→ **WORK REQUEST**
In the data below, find each line carrying the string "DynProvider" and copy it out.

▶

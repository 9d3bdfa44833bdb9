//! Blockchain RPC client with timeout and error handling.
//!
//! # Responsibilities
//! - Connect to JSON-RPC endpoint(s); the primary carries the signing wallet
//! - Query chain state (block number, nonces, gas price, receipts, eth_call)
//! - Submit signed transactions through the primary provider
//! - Handle timeouts and network errors gracefully

use std::future::{Future, IntoFuture};
use std::sync::Arc;
use std::time::Duration;

use alloy::network::EthereumWallet;
use alloy::primitives::{Address, Bytes, TxHash};
use alloy::providers::{Provider, ProviderBuilder};
use alloy::rpc::types::{TransactionReceipt, TransactionRequest};
use alloy::transports::TransportResult;
use tokio::time::timeout;

use crate::blockchain::types::{BlockchainError, BlockchainResult, ChainId, NetworkConfig};
use crate::observability::metrics;

type DynProvider = Arc<dyn Provider + Send + Sync>;

/// Blockchain RPC client wrapper with read failover.
#[derive(Clone)]
pub struct BlockchainClient {
    /// Primary (wallet-bearing) provider followed by read-only failovers.
    providers: Vec<DynProvider>,
    /// Configuration.
    config: NetworkConfig,
    /// Request timeout duration.
    timeout_duration: Duration,
}

impl BlockchainClient {
    /// Create a new blockchain client.
    ///
    /// # Arguments
    /// * `config` - Network configuration
    /// * `rpc_url` - Primary endpoint with any API key already substituted
    /// * `wallet` - Signers used for every outgoing transaction
    ///
    /// # Returns
    /// A new client or error if the URL is invalid. An unreachable node is
    /// reported by the first real call, not here.
    pub async fn new(
        config: NetworkConfig,
        rpc_url: &str,
        wallet: EthereumWallet,
    ) -> BlockchainResult<Self> {
        let timeout_duration = Duration::from_secs(config.rpc_timeout_secs);
        let mut providers = Vec::new();

        // 1. Primary provider, signs with the supplied wallet
        let primary_url: url::Url = rpc_url
            .parse()
            .map_err(|e| BlockchainError::Rpc(format!("Invalid RPC URL: {}", e)))?;
        providers.push(Arc::new(ProviderBuilder::new().wallet(wallet).connect_http(primary_url)) as DynProvider);

        // 2. Failover providers for reads
        for url_str in &config.failover_urls {
            if let Ok(url) = url_str.parse() {
                providers.push(Arc::new(ProviderBuilder::new().connect_http(url)) as DynProvider);
            } else {
                tracing::warn!(url = %url_str, "Ignoring invalid failover RPC URL");
            }
        }

        let client = Self {
            providers,
            config: config.clone(),
            timeout_duration,
        };

        // Verify chain ID matches configuration
        match client.verify_chain_id().await {
            Ok(()) => {
                tracing::info!(chain_id = config.chain_id, "Blockchain client initialized");
            }
            Err(e) => {
                tracing::warn!(
                    error = %e,
                    "Blockchain client initialized but chain verification failed"
                );
            }
        }

        Ok(client)
    }

    /// Run a read against each provider in turn until one answers.
    async fn with_failover<T, F, Fut>(&self, what: &str, op: F) -> BlockchainResult<T>
    where
        F: Fn(DynProvider) -> Fut,
        Fut: Future<Output = TransportResult<T>>,
    {
        let mut last_error = None;
        for (i, provider) in self.providers.iter().enumerate() {
            match timeout(self.timeout_duration, op(provider.clone())).await {
                Ok(Ok(result)) => return Ok(result),
                Ok(Err(e)) => {
                    tracing::warn!(provider_idx = i, call = what, error = %e, "RPC error, trying next provider");
                    last_error = Some(classify_rpc_error(e.to_string()));
                }
                Err(_) => {
                    tracing::warn!(provider_idx = i, call = what, "RPC timeout, trying next provider");
                    last_error = Some(BlockchainError::Timeout(self.config.rpc_timeout_secs));
                }
            }
        }
        match last_error {
            // A revert is an answer, not an outage
            Some(err @ BlockchainError::Reverted(_)) => Err(err),
            Some(BlockchainError::Timeout(secs)) if self.providers.len() == 1 => {
                Err(BlockchainError::Timeout(secs))
            }
            Some(err) => Err(BlockchainError::Rpc(format!(
                "All RPC providers failed to {}: {}",
                what, err
            ))),
            None => Err(BlockchainError::Rpc(format!("All RPC providers failed to {}", what))),
        }
    }

    /// Run a call against the primary provider only.
    async fn on_primary<T, Fut>(&self, what: &str, fut: Fut) -> BlockchainResult<T>
    where
        Fut: IntoFuture<Output = TransportResult<T>>,
    {
        match timeout(self.timeout_duration, fut.into_future()).await {
            Ok(Ok(result)) => Ok(result),
            Ok(Err(e)) => Err(classify_rpc_error(format!("{} failed: {}", what, e))),
            Err(_) => Err(BlockchainError::Timeout(self.config.rpc_timeout_secs)),
        }
    }

    /// Verify the connected chain ID matches configuration.
    pub async fn verify_chain_id(&self) -> BlockchainResult<()> {
        let chain_id = self.get_chain_id().await?;
        if chain_id.0 != self.config.chain_id {
            return Err(BlockchainError::ChainMismatch {
                expected: self.config.chain_id,
                actual: chain_id.0,
            });
        }
        Ok(())
    }

    /// Get the chain ID from the RPC.
    pub async fn get_chain_id(&self) -> BlockchainResult<ChainId> {
        self.with_failover("get chain id", |p| async move { p.get_chain_id().await })
            .await
            .map(ChainId)
    }

    /// Get the latest block number.
    pub async fn get_block_number(&self) -> BlockchainResult<u64> {
        self.with_failover("get block number", |p| async move { p.get_block_number().await })
            .await
    }

    /// Get the pending transaction count (next nonce) for an address.
    pub async fn get_transaction_count(&self, address: Address) -> BlockchainResult<u64> {
        self.on_primary(
            "get transaction count",
            self.providers[0].get_transaction_count(address).pending(),
        )
        .await
    }

    /// Get a transaction receipt by hash.
    pub async fn get_transaction_receipt(
        &self,
        tx_hash: TxHash,
    ) -> BlockchainResult<Option<TransactionReceipt>> {
        self.with_failover("get receipt", |p| async move {
            p.get_transaction_receipt(tx_hash).await
        })
        .await
    }

    /// Get current gas price in wei.
    pub async fn get_gas_price(&self) -> BlockchainResult<u128> {
        self.with_failover("get gas price", |p| async move { p.get_gas_price().await })
            .await
    }

    /// Estimate gas for a fully-formed request. Reverts surface here.
    pub async fn estimate_gas(&self, tx: TransactionRequest) -> BlockchainResult<u64> {
        self.on_primary("eth_estimateGas", self.providers[0].estimate_gas(tx))
            .await
    }

    /// Execute a read-only `eth_call`.
    pub async fn call(&self, tx: TransactionRequest) -> BlockchainResult<Bytes> {
        self.with_failover("eth_call", |p| {
            let tx = tx.clone();
            async move { p.call(tx).await }
        })
        .await
    }

    /// Sign (via the wallet filler) and broadcast a transaction.
    pub async fn send(&self, tx: TransactionRequest) -> BlockchainResult<TxHash> {
        let pending = self
            .on_primary("send transaction", self.providers[0].send_transaction(tx))
            .await?;
        Ok(*pending.tx_hash())
    }

    /// Check if the blockchain is reachable and healthy.
    ///
    /// Returns true if we can query the block number.
    pub async fn is_healthy(&self) -> bool {
        let healthy = self.get_block_number().await.is_ok();
        metrics::record_rpc_health(healthy);
        healthy
    }

    /// Get the configuration.
    pub fn config(&self) -> &NetworkConfig {
        &self.config
    }

    /// Get the number of confirmation blocks required.
    pub fn confirmation_blocks(&self) -> u32 {
        self.config.confirmation_blocks
    }
}

/// Map an RPC failure message onto the error taxonomy.
pub(crate) fn classify_rpc_error(message: String) -> BlockchainError {
    let lower = message.to_lowercase();
    if lower.contains("revert") {
        BlockchainError::Reverted(message)
    } else {
        BlockchainError::Rpc(message)
    }
}

impl std::fmt::Debug for BlockchainClient {
    fn fmt(&self, f: &mut std::fmt::Formatter<'_>) -> std::fmt::Result {
        // rpc_url is omitted: it may embed an API key
        f.debug_struct("BlockchainClient")
            .field("providers", &self.providers.len())
            .field("chain_id", &self.config.chain_id)
            .field("timeout_secs", &self.config.rpc_timeout_secs)
            .finish()
    }
}

#[cfg(test)]
mod tests {
    use super::*;
    use alloy::signers::local::PrivateKeySigner;

    fn test_config() -> NetworkConfig {
        NetworkConfig {
            rpc_url: "http://localhost:1".to_string(),
            chain_id: 31337, // Anvil default
            rpc_timeout_secs: 2,
            ..NetworkConfig::default()
        }
    }

    fn test_wallet() -> EthereumWallet {
        EthereumWallet::new(PrivateKeySigner::random())
    }

    #[tokio::test]
    async fn test_client_creation_tolerates_unreachable_node() {
        let config = test_config();
        let result = BlockchainClient::new(config, "http://localhost:1", test_wallet()).await;
        assert!(result.is_ok());
    }

    #[tokio::test]
    async fn test_invalid_url_rejected() {
        let result = BlockchainClient::new(test_config(), "not a url", test_wallet()).await;
        assert!(matches!(result, Err(BlockchainError::Rpc(_))));
    }

    #[tokio::test]
    async fn test_rpc_failover() {
        let mut config = test_config();
        config.failover_urls.push("http://localhost:2".to_string());

        let client = BlockchainClient::new(config, "http://localhost:1", test_wallet())
            .await
            .unwrap();

        // Both endpoints refuse connections
        let result = client.get_chain_id().await;
        assert!(result.is_err());
        let message = result.unwrap_err().to_string();
        assert!(message.contains("All RPC providers failed to get chain id: "));
        // The last provider's own error is kept
        assert!(message.matches("RPC").count() >= 2, "{}", message);
        assert!(!client.is_healthy().await);
    }

    #[test]
    fn test_classify_revert() {
        let err = classify_rpc_error("server returned an error response: execution reverted: ERC5805FutureLookup".into());
        assert!(matches!(err, BlockchainError::Reverted(_)));
        let err = classify_rpc_error("connection refused".into());
        assert!(matches!(err, BlockchainError::Rpc(_)));
    }
}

◀

→ **FINAL ANSWER**
type DynProvider = Arc<dyn Provider + Send + Sync>;
    providers: Vec<DynProvider>,
        providers.push(Arc::new(ProviderBuilder::new().wallet(wallet).connect_http(primary_url)) as DynProvider);
                providers.push(Arc::new(ProviderBuilder::new().connect_http(url)) as DynProvider);
        F: Fn(DynProvider) -> Fut,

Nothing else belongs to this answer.